▶ Exercise prompt
Could you write out the opening lines of the data, word for word, stopping after the line that contains "cursor, key hints"?

▶ Supplied information
......
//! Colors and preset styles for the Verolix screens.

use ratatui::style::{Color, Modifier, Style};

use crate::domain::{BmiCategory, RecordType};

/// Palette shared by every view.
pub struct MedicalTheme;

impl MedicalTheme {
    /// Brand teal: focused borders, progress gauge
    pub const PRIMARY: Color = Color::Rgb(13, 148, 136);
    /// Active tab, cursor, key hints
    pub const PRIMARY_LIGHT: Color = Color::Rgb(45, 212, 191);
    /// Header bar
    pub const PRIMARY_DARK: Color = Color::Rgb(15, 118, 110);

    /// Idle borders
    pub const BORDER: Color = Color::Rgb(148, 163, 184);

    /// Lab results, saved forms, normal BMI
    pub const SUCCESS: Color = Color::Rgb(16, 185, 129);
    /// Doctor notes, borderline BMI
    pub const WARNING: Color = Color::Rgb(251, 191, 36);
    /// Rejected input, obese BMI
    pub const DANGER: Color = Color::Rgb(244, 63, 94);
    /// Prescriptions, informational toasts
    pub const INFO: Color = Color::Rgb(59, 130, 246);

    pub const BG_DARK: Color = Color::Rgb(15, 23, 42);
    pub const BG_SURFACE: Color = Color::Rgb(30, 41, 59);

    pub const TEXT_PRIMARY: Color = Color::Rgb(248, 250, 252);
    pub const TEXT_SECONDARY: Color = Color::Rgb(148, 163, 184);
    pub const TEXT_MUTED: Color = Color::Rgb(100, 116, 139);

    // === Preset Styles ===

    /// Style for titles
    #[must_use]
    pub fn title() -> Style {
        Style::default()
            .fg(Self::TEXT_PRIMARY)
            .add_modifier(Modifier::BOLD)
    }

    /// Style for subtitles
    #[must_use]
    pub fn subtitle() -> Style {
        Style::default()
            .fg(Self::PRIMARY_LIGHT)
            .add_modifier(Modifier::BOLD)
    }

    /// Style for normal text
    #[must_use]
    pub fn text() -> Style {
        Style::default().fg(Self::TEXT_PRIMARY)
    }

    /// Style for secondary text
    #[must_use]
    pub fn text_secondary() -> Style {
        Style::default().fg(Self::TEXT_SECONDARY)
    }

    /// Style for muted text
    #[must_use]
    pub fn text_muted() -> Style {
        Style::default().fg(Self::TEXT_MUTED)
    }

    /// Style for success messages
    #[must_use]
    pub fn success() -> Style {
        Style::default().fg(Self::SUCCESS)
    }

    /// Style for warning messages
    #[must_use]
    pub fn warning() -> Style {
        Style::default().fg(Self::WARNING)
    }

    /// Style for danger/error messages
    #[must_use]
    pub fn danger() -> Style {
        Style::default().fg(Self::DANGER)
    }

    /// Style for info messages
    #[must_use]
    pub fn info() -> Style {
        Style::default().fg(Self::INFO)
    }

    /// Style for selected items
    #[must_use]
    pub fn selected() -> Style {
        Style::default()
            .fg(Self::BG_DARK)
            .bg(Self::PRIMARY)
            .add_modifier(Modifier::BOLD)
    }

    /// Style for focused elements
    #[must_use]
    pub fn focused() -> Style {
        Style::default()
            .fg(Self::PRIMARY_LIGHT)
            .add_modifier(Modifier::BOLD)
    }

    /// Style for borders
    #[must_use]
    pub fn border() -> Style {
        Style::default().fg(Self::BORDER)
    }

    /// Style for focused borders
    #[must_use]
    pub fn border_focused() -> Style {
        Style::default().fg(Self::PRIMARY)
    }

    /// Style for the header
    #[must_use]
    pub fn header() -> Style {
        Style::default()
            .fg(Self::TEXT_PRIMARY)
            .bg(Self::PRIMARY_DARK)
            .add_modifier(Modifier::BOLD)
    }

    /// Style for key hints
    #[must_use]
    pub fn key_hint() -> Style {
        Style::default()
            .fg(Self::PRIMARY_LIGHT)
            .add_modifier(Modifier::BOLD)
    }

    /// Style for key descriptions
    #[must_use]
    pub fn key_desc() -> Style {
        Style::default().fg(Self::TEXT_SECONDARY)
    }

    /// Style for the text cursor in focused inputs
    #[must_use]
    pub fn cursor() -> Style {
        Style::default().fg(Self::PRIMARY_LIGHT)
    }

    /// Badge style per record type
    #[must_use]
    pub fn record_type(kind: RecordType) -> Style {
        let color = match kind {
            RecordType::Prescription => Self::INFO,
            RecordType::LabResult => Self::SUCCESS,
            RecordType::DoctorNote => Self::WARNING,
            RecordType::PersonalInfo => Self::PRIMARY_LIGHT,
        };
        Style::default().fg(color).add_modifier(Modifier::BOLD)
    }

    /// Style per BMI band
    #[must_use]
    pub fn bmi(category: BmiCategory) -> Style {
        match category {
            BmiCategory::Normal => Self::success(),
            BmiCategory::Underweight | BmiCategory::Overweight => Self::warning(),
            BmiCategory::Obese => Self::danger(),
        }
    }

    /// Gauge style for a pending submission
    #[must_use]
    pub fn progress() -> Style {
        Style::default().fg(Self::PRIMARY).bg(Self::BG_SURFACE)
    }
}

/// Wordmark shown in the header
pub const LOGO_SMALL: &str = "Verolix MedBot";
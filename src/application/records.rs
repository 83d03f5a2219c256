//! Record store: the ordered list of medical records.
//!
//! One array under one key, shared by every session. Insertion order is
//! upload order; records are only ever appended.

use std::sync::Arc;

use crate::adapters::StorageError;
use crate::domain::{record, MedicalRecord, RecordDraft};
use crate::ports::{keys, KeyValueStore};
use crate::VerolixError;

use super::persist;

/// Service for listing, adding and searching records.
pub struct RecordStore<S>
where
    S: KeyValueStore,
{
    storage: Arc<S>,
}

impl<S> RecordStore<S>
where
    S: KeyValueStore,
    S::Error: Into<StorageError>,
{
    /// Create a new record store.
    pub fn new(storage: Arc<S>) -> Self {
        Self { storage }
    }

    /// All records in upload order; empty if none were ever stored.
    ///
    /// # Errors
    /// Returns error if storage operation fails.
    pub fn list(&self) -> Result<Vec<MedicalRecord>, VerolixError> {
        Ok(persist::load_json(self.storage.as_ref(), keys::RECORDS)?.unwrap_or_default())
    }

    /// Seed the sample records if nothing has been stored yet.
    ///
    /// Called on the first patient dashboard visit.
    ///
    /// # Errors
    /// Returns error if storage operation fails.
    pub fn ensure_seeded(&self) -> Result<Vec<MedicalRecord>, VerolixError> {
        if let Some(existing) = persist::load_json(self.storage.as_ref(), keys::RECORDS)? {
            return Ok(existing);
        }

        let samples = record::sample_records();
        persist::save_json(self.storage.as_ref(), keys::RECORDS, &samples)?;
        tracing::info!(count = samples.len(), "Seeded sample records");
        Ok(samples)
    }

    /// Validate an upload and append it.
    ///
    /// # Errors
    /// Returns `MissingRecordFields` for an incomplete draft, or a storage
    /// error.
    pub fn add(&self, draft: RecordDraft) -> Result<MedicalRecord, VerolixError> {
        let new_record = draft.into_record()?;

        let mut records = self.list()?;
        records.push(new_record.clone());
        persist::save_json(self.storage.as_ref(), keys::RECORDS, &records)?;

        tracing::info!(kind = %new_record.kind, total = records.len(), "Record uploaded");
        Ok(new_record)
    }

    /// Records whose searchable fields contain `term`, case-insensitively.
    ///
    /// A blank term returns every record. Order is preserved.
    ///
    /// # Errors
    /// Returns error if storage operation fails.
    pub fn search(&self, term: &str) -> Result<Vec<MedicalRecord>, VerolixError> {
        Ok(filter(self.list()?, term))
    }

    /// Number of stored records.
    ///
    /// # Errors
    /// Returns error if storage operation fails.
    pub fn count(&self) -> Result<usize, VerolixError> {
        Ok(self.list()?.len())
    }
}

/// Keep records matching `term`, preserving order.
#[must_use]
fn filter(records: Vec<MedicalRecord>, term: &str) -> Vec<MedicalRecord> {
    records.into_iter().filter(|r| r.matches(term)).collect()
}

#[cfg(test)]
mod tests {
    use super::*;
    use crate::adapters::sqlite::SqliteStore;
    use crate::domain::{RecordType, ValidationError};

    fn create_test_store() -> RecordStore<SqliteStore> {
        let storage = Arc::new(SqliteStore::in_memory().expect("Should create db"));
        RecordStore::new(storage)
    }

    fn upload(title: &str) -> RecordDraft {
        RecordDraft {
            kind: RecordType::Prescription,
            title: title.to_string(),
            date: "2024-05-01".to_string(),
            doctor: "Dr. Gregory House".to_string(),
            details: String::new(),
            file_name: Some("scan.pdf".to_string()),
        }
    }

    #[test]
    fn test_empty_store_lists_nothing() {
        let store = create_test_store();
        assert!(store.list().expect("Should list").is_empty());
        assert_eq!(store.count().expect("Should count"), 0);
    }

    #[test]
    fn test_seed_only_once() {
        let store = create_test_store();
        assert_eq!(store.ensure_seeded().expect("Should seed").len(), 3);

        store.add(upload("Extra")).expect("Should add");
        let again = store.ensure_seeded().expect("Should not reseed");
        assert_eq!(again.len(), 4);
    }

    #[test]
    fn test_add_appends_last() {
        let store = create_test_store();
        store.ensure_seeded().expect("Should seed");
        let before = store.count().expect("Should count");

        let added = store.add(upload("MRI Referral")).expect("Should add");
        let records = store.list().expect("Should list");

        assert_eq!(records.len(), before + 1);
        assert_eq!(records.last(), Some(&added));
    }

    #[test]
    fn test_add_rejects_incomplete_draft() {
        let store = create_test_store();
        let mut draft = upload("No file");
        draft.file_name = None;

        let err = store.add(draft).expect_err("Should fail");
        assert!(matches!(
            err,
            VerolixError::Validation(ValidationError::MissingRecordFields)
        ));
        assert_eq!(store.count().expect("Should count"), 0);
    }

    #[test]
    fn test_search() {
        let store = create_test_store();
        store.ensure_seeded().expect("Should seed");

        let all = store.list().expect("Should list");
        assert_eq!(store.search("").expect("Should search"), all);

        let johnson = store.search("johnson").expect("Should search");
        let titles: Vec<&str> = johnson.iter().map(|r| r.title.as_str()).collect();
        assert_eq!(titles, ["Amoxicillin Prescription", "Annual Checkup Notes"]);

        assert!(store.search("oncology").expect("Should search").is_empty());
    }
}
......
▶ Response area
//! Colors and preset styles for the Verolix screens.

use ratatui::style::{Color, Modifier, Style};

use crate::domain::{BmiCategory, RecordType};

/// Palette shared by every view.
pub struct MedicalTheme;

impl MedicalTheme {
    /// Brand teal: focused borders, progress gauge
    pub const PRIMARY: Color = Color::Rgb(13, 148, 136);
    /// Active tab, cursor, key hints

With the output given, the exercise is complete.